A Multipronged Approach to Strengthen Women’s Land Rights in Uttar Pradesh, India

To ensure women in Uttar Pradesh are better placed to acquire land rights through family inheritance or government land allocation programs, Landesa has partnered with government officials, local representatives, civil society organizations, lawyers, and the media. Over the years, we have operated at several nodes:

  • We have imparted land literacy trainings to women to enhance their understanding of their land rights and about how to navigate the land administration system.

  • We have sensitized local Land Revenue officials so that they could better understand the regulations that affect women’s land rights and could apply them confidently.

  • We have sensitized local elected representatives who are members of the village-level Land Management Committees so that they could better determine who is eligible to receive land parcels.

  • We have collaborated with the Department of Panchayati Raj to ensure that the curriculum to train newly elected representatives included information on women’s land rights and the processes to follow in allocating land to them.

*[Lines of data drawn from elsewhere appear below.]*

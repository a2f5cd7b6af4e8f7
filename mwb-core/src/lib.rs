//! Teleoperated locomotion core for a four-wheel mecanum drive robot on no-std platforms.
//!
//! One control cycle turns a joystick snapshot into a discrete drive command and
//! arbitrates it against whatever task the drive subsystem is already running.
//! For a runnable host, see the `mock-robot` binary in `mwb-app/`.
#![cfg_attr(not(test), no_std)]

pub mod utils;
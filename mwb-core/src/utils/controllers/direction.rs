//! Discrete drive direction classification.
//!
//! Overrides are checked before the stick position: twist first, then the
//! rotate buttons (right before left), then the dead zone, and only then the
//! compass sector of the stick angle. The first rule that matches decides.

use serde::{Deserialize, Serialize};

use crate::utils::{
    config::DriveConfig,
    math::vector::{DriveVector, JoystickSample},
};

/// Directions the mecanum drive subsystem understands.
#[derive(Debug, Clone, Copy, Default, PartialEq, Eq, Hash, Serialize, Deserialize)]
#[serde(rename_all = "snake_case")]
pub enum DriveDirection {
    #[default]
    Stop,
    Forward,
    ForwardRight,
    Right,
    BackRight,
    Reverse,
    BackLeft,
    Left,
    ForwardLeft,
    /// Spin counter-clockwise in place.
    RotateLeft,
    /// Spin clockwise in place.
    RotateRight,
}

impl DriveDirection {
    pub fn is_rotation(self) -> bool {
        matches!(self, Self::RotateLeft | Self::RotateRight)
    }
}

/// Compass sectors as `(lower, upper, direction)`, lower bound inclusive and
/// upper bound exclusive. The wraparound sector is split into two rows.
pub const SECTORS: [(f32, f32, DriveDirection); 9] = [
    (247.5, 292.5, DriveDirection::Forward),
    (292.5, 337.5, DriveDirection::ForwardRight),
    (337.5, 360.0, DriveDirection::Right),
    (0.0, 22.5, DriveDirection::Right),
    (22.5, 67.5, DriveDirection::BackRight),
    (67.5, 112.5, DriveDirection::Reverse),
    (112.5, 157.5, DriveDirection::BackLeft),
    (157.5, 202.5, DriveDirection::Left),
    (202.5, 247.5, DriveDirection::ForwardLeft),
];

/// Look up the compass sector of `angle_deg`.
///
/// Angles outside `[0, 360)` (including NaN) fall through to `Stop`.
pub fn sector_direction(angle_deg: f32) -> DriveDirection {
    SECTORS
        .iter()
        .find(|(lower, upper, _)| angle_deg >= *lower && angle_deg < *upper)
        .map(|&(_, _, direction)| direction)
        .unwrap_or(DriveDirection::Stop)
}

type Rule = fn(&DirectionClassifier, &JoystickSample, &DriveVector) -> Option<DriveDirection>;

/// Priority-ordered classification rules.
const RULES: [Rule; 5] = [
    DirectionClassifier::twist,
    DirectionClassifier::rotate_right_button,
    DirectionClassifier::rotate_left_button,
    DirectionClassifier::dead_zone,
    DirectionClassifier::sector,
];

/// Maps an interpreted stick vector plus override buttons to a `DriveDirection`.
#[derive(Debug, Clone, Copy, PartialEq)]
pub struct DirectionClassifier {
    twist_threshold: f32,
    dead_zone: f32,
}

impl DirectionClassifier {
    pub fn new(config: &DriveConfig) -> Self {
        Self {
            twist_threshold: config.twist_threshold,
            dead_zone: config.dead_zone,
        }
    }

    /// Classify one sample. The freeze button does not affect the result.
    pub fn classify(
        &self,
        sample: &JoystickSample,
        vector: &DriveVector,
    ) -> DriveDirection {
        RULES
            .iter()
            .find_map(|rule| rule(self, sample, vector))
            .unwrap_or(DriveDirection::Stop)
    }

    fn twist(
        &self,
        _sample: &JoystickSample,
        vector: &DriveVector,
    ) -> Option<DriveDirection> {
        if vector.abs_twist <= self.twist_threshold {
            return None;
        }
        Some(if vector.twist > 0.0 {
            DriveDirection::RotateRight
        } else {
            DriveDirection::RotateLeft
        })
    }

    fn rotate_right_button(
        &self,
        sample: &JoystickSample,
        _vector: &DriveVector,
    ) -> Option<DriveDirection> {
        sample
            .buttons
            .rotate_right
            .then_some(DriveDirection::RotateRight)
    }

    fn rotate_left_button(
        &self,
        sample: &JoystickSample,
        _vector: &DriveVector,
    ) -> Option<DriveDirection> {
        sample
            .buttons
            .rotate_left
            .then_some(DriveDirection::RotateLeft)
    }

    fn dead_zone(
        &self,
        _sample: &JoystickSample,
        vector: &DriveVector,
    ) -> Option<DriveDirection> {
        (vector.magnitude < self.dead_zone).then_some(DriveDirection::Stop)
    }

    fn sector(
        &self,
        _sample: &JoystickSample,
        vector: &DriveVector,
    ) -> Option<DriveDirection> {
        Some(sector_direction(vector.angle_deg))
    }
}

  • We have engaged with District Administrative Offices to get their buy-in and enlist their support so that laws were implemented effectively and a range of programs acted in coordination. This resulted, for example, in the Rural Development Department writing the legal provisions supporting women’s land rights on their office walls to make them highly visibly, and coordinating with us so that our literacy sessions were carried out in the same areas where they were empowering women collectives.

  • We have engaged with the Uttar Pradesh Revenue Department on an ongoing basis, asking them to support the work and advocating for changes in legal entitlements and procedural laws that were constraining women’s land rights.

  • We partnered with civil society organizations in Uttar Pradesh so that they could better understand the intricacies of women’s land rights and could advocate with us for the changes needed.

  • We partnered with lawyers to gain a more in-depth and nuanced understanding of the practical implications and challenges around women’s land rights.

  • We worked with the media to elevate the challenges of women’s land rights and gradually build broad-based fruitful conversations to address these challenges.

Conclusions

While much has been done and learned around women’s land rights over the past few decades, securing tenure rights for all women and men by 2030, as promised under the SDGs that tackle global poverty, hunger, and gender inequality, requires addressing the critical gaps that remain. We need to ensure that there are simple and practical ways to generate, access, and use primary data to diagnose and track progress on women’s land rights. We need to ensure that there are nuanced and contextual assessments of the key sources of tenure insecurity for women. We need carefully assessed and documented examples of what works (and what has not worked), when and for whom so that women’s land rights can be addressed in an effective and timely manner. We, practitioners, governments, and funders, need to acknowledge that these issues are complex, that addressing them requires a longer time horizon and complementary interventions, and, as put forth by the Bridge Collaborative (www.bridgecollaborativeglobal.org), that it necessitates bold approaches that benefit from multiple disciplines and expertise from the start.